Abortion

Abortion

Abortion is often performed to terminate a pregnancy resulting from irresponsible sexual
intercourse between a male and a female. It is estimated that over a million abortions are
performed a year in the United States.

Medical doctors had rejected performing it since 500 B.C., when the father of medicine—
Hippocrates—included refusal to abet abortions in his medical oath.

However, in 1973 the Supreme Courts overruled anti-abortion laws in its verdict, Roe vs.
Wade, contending that a woman’s “right to privacy” should not be proscribed by the
government.

Nobody has questioned the various state laws prohibiting a woman’s “right” to “sell her
body for sex”, or engaging in sex acts for money.

In-vitro fertilization clinics destroy up to a half million human embryos a year, created
artificially from human sperm and eggs,  as medical waste because they are no longer
needed or wanted.

Undesirable consequences of promiscuous sex are sexually transmitted diseases, and
AIDS, as well as broken relationships and marriages.

Nature itself is very prolific in wasting sperm and eggs. If a woman is fertile from 15 to 45, or
30 years, and prepares 12 eggs a year for fertilization, a total of nearly 360 eggs are wasted.

As for the man, every time he ejaculates, it is estimated that he releases hundred of
thousands of sperm, only one of which will be used to fertilize the egg as a result of
intercourse.

A man engages in intercourse an average of twice a week, or 100 times a year. Multiplying
200,000 sperm times 100 times a lifetime of 60 fertile years (from 15 to 75) equals 12 billion
wasted sperm per man.

This phenomenon is repeated by male fish, which ejaculate thousands of sperm into the
water near the floating eggs of the female, most of which are wasted.

We should compare the harm of abortion, both to the woman, fetus, and men; compared to
the bad, and often deadly, consequences of prostitution, sexual diseases, AIDS, lust, rape,
and broken relationships while searching for a value judgment.
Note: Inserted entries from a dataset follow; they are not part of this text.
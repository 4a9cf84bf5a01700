//! Prometheus metrics for observability.
//!
//! This module provides metrics for monitoring the server:
//! - HTTP request metrics (latency, counts)
//! - WebSocket connection metrics
//! - Discovery engine status (collected dynamically)

use once_cell::sync::Lazy;
use prometheus::{
    self, Encoder, HistogramOpts, HistogramVec, IntCounter, IntCounterVec, IntGauge, Opts,
    Registry, TextEncoder,
};
use tracing::error;

use crate::state::AppState;

/// Global metrics registry.
pub static REGISTRY: Lazy<Registry> = Lazy::new(|| {
    let registry = Registry::new();
    register_metrics(&registry);
    registry
});

// =============================================================================
// HTTP Request Metrics
// =============================================================================

/// HTTP request duration in seconds.
pub static HTTP_REQUEST_DURATION: Lazy<HistogramVec> = Lazy::new(|| {
    HistogramVec::new(
        HistogramOpts::new(
            "cinescout_http_request_duration_seconds",
            "HTTP request duration in seconds",
        )
        .buckets(vec![
            0.001, 0.005, 0.01, 0.025, 0.05, 0.1, 0.25, 0.5, 1.0, 2.5, 5.0, 10.0,
        ]),
        &["method", "path", "status"],
    )
    .expect("valid metric definition")
});

/// HTTP requests total count.
pub static HTTP_REQUESTS_TOTAL: Lazy<IntCounterVec> = Lazy::new(|| {
    IntCounterVec::new(
        Opts::new("cinescout_http_requests_total", "Total HTTP requests"),
        &["method", "path", "status"],
    )
    .expect("valid metric definition")
});

// =============================================================================
// WebSocket Metrics
// =============================================================================

/// Active WebSocket connections.
pub static WS_CONNECTIONS_ACTIVE: Lazy<IntGauge> = Lazy::new(|| {
    IntGauge::new(
        "cinescout_ws_connections_active",
        "Number of active WebSocket connections",
    )
    .expect("valid metric definition")
});

/// Total WebSocket connections (cumulative).
pub static WS_CONNECTIONS_TOTAL: Lazy<IntCounter> = Lazy::new(|| {
    IntCounter::new(
        "cinescout_ws_connections_total",
        "Total WebSocket connections since startup",
    )
    .expect("valid metric definition")
});

/// WebSocket messages sent by type.
pub static WS_MESSAGES_SENT: Lazy<IntCounterVec> = Lazy::new(|| {
    IntCounterVec::new(
        Opts::new("cinescout_ws_messages_sent_total", "WebSocket messages sent"),
        &["type"],
    )
    .expect("valid metric definition")
});

/// WebSocket commands received by type.
pub static WS_COMMANDS_RECEIVED: Lazy<IntCounterVec> = Lazy::new(|| {
    IntCounterVec::new(
        Opts::new(
            "cinescout_ws_commands_received_total",
            "WebSocket commands received",
        ),
        &["command"],
    )
    .expect("valid metric definition")
});

/// WebSocket lag events (when client falls behind).
pub static WS_LAG_EVENTS: Lazy<IntCounter> = Lazy::new(|| {
    IntCounter::new(
        "cinescout_ws_lag_events_total",
        "WebSocket lag events (client fell behind)",
    )
    .expect("valid metric definition")
});

// =============================================================================
// Discovery Status
// =============================================================================

pub static DISCOVERY_RUNNING: Lazy<IntGauge> = Lazy::new(|| {
    IntGauge::new(
        "cinescout_discovery_running",
        "Whether a discovery run is active (1) or not (0)",
    )
    .expect("valid metric definition")
});

pub static DISCOVERY_RESULTS: Lazy<IntGauge> = Lazy::new(|| {
    IntGauge::new(
        "cinescout_discovery_results",
        "Recommendations accumulated in the current run",
    )
    .expect("valid metric definition")
});

pub static LIBRARY_ITEMS: Lazy<IntGauge> = Lazy::new(|| {
    IntGauge::new(
        "cinescout_library_items",
        "Movies in the library snapshot",
    )
    .expect("valid metric definition")
});

fn register_metrics(registry: &Registry) {
    let server_metrics: Vec<Box<dyn prometheus::core::Collector>> = vec![
        Box::new(HTTP_REQUEST_DURATION.clone()),
        Box::new(HTTP_REQUESTS_TOTAL.clone()),
        Box::new(WS_CONNECTIONS_ACTIVE.clone()),
        Box::new(WS_CONNECTIONS_TOTAL.clone()),
        Box::new(WS_MESSAGES_SENT.clone()),
        Box::new(WS_COMMANDS_RECEIVED.clone()),
        Box::new(WS_LAG_EVENTS.clone()),
        Box::new(DISCOVERY_RUNNING.clone()),
        Box::new(DISCOVERY_RESULTS.clone()),
        Box::new(LIBRARY_ITEMS.clone()),
    ];

    // Core metrics (discovery passes, add attempts, external services)
    for metric in server_metrics
        .into_iter()
        .chain(cinescout_core::metrics::all_metrics())
    {
        if let Err(e) = registry.register(metric) {
            error!("Failed to register metric: {}", e);
        }
    }
}

/// Encode all metrics as Prometheus text format.
pub fn encode_metrics() -> String {
    let encoder = TextEncoder::new();
    let metric_families = REGISTRY.gather();
    let mut buffer = Vec::new();
    if let Err(e) = encoder.encode(&metric_families, &mut buffer) {
        error!("Failed to encode metrics: {}", e);
    }
    String::from_utf8_lossy(&buffer).into_owned()
}

/// Update gauges from the current engine state before encoding.
pub async fn collect_dynamic_metrics(state: &AppState) {
    let status = state.engine().status().await;
    DISCOVERY_RUNNING.set(i64::from(status.running));
    DISCOVERY_RESULTS.set(status.results as i64);
    LIBRARY_ITEMS.set(status.library_items as i64);
}

#[cfg(test)]
mod tests {
    use super::*;

    #[test]
    fn test_encode_metrics_returns_prometheus_format() {
        WS_CONNECTIONS_TOTAL.inc();
        let output = encode_metrics();
        assert!(output.contains("# HELP cinescout_ws_connections_total"));
        assert!(output.contains("# TYPE cinescout_ws_connections_total counter"));
    }

    #[test]
    fn test_registry_contains_core_metrics() {
        cinescout_core::metrics::ADD_ATTEMPTS
            .with_label_values(&["added"])
            .inc();
        let names: Vec<String> = REGISTRY
            .gather()
            .iter()
            .map(|family| family.get_name().to_string())
            .collect();
        assert!(names.contains(&"cinescout_add_attempts_total".to_string()));
        assert!(names.contains(&"cinescout_library_items".to_string()));
    }
}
Hippocrates, the father of medicne

Hippocratic Oath — Classical Version

From 500 B.C.

I swear by Apollo Physician and Asclepius and Hygieia and Panaceia and all the gods and
goddesses, making them my witnesses, that I will fulfil according to my ability and judgment
this oath and this covenant:

To hold him who has taught me this art as equal to my parents and to live my life in
partnership with him, and if he is in need of money to give him a share of mine, and to regard
his offspring as equal to my brothers in male lineage and to teach them this art – if they
desire to learn it – without fee and covenant; to give a share of precepts and oral instruction
and all the other learning to my sons and to the sons of him who has instructed me and to
pupils who have signed the covenant and have taken an oath according to the medical law,
but no one else.

I will apply dietetic measures for the benefit of the sick according to my ability and
judgment; I will keep them from harm and injustice.

I will neither give a deadly drug to anybody who asked for it, nor will I make a suggestion to
this effect. Similarly I will not give to a woman an abortive remedy. In purity and holiness I
will guard my life and my art.

I will not use the knife, not even on sufferers from stone, but will withdraw in favor of such
men as are engaged in this work.

Whatever houses I may visit, I will come for the benefit of the sick, remaining free of all
intentional injustice, of all mischief and in particular of sexual relations with both female and
male persons, be they free or slaves.

What I may see or hear in the course of the treatment or even outside of the treatment in
regard to the life of men, which on no account one must spread abroad, I will keep to myself,
holding such things shameful to be spoken about.

If I fulfil this oath and do not violate it, may it be granted to me to enjoy life and art, being
honored with fame among all men for all time to come; if I transgress it and swear falsely,
may the opposite of all this be my lot.

Translation from the Greek by Ludwig Edelstein. From The Hippocratic Oath: Text,
Translation, and Interpretation, by Ludwig Edelstein. Baltimore: Johns Hopkins Press, 1943.